**Exercise**
Every line below that contains the word "format" must be copied.

**Source records**
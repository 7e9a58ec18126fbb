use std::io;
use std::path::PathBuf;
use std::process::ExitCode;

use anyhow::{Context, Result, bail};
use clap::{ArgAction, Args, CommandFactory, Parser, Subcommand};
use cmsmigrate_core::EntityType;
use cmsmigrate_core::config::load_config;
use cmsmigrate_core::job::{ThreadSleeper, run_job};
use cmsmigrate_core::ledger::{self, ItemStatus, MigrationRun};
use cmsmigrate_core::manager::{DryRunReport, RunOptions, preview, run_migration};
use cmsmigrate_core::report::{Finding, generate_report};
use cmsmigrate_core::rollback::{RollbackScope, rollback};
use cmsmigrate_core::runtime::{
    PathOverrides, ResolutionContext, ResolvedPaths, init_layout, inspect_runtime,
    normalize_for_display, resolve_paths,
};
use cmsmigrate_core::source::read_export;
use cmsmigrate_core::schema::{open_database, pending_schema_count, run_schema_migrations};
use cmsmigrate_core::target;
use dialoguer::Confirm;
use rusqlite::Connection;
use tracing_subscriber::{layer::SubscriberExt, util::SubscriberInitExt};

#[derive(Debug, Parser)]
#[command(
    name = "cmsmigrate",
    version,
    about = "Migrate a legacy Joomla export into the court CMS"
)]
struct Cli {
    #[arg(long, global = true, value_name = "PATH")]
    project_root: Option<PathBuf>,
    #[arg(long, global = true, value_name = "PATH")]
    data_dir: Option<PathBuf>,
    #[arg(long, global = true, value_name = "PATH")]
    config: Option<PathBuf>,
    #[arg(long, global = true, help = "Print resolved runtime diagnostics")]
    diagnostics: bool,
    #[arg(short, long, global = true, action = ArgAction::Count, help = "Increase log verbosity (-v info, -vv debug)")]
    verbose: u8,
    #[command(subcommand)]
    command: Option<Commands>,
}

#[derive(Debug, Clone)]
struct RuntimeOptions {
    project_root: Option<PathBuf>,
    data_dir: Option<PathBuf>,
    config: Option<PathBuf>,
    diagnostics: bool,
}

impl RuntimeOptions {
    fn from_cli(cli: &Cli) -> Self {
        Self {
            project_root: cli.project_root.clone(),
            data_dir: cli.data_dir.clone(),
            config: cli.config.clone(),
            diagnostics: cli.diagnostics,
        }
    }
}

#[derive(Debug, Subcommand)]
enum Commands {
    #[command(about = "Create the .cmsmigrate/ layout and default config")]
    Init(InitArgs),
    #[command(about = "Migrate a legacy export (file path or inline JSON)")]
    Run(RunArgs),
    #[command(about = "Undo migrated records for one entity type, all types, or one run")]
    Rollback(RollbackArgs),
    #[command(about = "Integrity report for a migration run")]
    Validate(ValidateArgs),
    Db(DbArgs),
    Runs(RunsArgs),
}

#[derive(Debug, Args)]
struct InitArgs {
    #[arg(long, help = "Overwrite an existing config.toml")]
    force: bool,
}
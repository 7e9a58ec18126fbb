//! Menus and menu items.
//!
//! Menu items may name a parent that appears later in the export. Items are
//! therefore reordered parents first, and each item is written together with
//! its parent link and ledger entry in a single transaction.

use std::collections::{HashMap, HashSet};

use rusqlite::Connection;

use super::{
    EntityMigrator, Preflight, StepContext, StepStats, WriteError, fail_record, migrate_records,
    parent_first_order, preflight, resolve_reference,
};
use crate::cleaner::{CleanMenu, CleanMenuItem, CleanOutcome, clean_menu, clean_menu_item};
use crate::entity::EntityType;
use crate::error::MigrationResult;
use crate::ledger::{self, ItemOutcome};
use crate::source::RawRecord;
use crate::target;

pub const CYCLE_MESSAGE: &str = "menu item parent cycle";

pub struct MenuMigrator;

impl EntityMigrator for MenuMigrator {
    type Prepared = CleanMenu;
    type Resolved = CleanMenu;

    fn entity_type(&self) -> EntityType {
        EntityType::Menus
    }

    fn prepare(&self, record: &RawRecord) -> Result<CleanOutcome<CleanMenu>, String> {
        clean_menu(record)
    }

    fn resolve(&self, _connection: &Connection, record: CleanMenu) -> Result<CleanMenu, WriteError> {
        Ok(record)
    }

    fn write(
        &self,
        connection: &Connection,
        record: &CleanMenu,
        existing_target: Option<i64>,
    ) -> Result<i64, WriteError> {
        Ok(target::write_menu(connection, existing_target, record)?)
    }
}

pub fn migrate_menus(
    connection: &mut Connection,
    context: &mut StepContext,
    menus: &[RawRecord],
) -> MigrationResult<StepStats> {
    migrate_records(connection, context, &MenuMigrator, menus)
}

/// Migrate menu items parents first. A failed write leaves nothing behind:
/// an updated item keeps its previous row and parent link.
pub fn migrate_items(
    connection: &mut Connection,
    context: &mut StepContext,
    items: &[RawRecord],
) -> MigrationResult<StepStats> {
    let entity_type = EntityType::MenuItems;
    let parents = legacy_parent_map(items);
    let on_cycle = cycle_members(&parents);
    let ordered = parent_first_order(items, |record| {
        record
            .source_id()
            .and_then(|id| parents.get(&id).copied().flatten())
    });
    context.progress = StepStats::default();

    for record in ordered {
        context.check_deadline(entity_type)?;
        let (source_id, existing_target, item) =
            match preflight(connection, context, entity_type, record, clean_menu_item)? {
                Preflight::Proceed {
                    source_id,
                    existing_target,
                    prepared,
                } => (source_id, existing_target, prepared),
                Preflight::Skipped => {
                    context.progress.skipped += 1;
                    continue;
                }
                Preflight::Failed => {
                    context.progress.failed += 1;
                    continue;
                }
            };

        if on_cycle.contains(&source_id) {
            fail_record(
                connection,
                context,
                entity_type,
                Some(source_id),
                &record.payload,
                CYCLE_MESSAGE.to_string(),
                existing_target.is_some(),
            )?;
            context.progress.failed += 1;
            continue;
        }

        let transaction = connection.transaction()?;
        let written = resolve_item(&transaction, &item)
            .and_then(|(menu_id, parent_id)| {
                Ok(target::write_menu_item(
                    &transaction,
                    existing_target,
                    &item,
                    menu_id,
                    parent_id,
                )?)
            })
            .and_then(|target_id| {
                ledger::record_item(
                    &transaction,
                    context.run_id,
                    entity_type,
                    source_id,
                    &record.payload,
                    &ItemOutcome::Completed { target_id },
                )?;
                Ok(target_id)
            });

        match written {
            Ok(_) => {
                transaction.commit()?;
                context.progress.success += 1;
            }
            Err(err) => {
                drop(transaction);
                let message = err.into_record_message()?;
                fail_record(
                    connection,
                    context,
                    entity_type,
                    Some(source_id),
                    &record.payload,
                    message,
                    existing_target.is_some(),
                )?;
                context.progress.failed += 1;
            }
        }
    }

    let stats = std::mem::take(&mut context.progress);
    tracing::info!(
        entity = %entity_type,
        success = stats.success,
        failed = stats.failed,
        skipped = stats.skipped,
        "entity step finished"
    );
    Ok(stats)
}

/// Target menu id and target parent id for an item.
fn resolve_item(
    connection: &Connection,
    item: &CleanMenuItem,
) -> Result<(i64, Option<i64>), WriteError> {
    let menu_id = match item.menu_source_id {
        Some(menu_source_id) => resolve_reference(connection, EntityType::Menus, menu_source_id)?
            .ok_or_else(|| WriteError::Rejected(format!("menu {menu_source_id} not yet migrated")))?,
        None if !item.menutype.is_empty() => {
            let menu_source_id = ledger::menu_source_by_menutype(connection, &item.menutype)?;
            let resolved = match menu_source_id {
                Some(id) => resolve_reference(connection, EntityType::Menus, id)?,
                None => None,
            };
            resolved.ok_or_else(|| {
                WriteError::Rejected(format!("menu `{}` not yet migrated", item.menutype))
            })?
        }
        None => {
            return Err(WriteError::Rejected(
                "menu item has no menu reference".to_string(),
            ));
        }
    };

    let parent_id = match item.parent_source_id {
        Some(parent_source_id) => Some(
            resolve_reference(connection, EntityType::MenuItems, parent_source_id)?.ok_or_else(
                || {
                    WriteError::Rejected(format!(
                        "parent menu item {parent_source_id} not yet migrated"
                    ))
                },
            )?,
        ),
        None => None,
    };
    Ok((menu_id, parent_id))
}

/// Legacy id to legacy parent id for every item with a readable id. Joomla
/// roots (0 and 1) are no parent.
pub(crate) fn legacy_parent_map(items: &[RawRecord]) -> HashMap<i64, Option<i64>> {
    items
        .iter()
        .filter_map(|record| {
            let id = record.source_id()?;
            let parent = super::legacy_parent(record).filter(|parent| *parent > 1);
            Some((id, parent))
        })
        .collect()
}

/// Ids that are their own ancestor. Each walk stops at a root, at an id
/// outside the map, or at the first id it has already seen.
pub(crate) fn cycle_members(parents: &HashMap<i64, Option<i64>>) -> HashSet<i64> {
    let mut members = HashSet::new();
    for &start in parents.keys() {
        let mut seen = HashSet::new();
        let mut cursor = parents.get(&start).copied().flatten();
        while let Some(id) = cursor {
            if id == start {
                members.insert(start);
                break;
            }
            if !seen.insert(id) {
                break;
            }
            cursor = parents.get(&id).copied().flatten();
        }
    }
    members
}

**Response to this exercise**
            .ok_or_else(|| WriteError::Rejected(format!("menu {menu_source_id} not yet migrated")))?,
                WriteError::Rejected(format!("menu `{}` not yet migrated", item.menutype))
                    WriteError::Rejected(format!(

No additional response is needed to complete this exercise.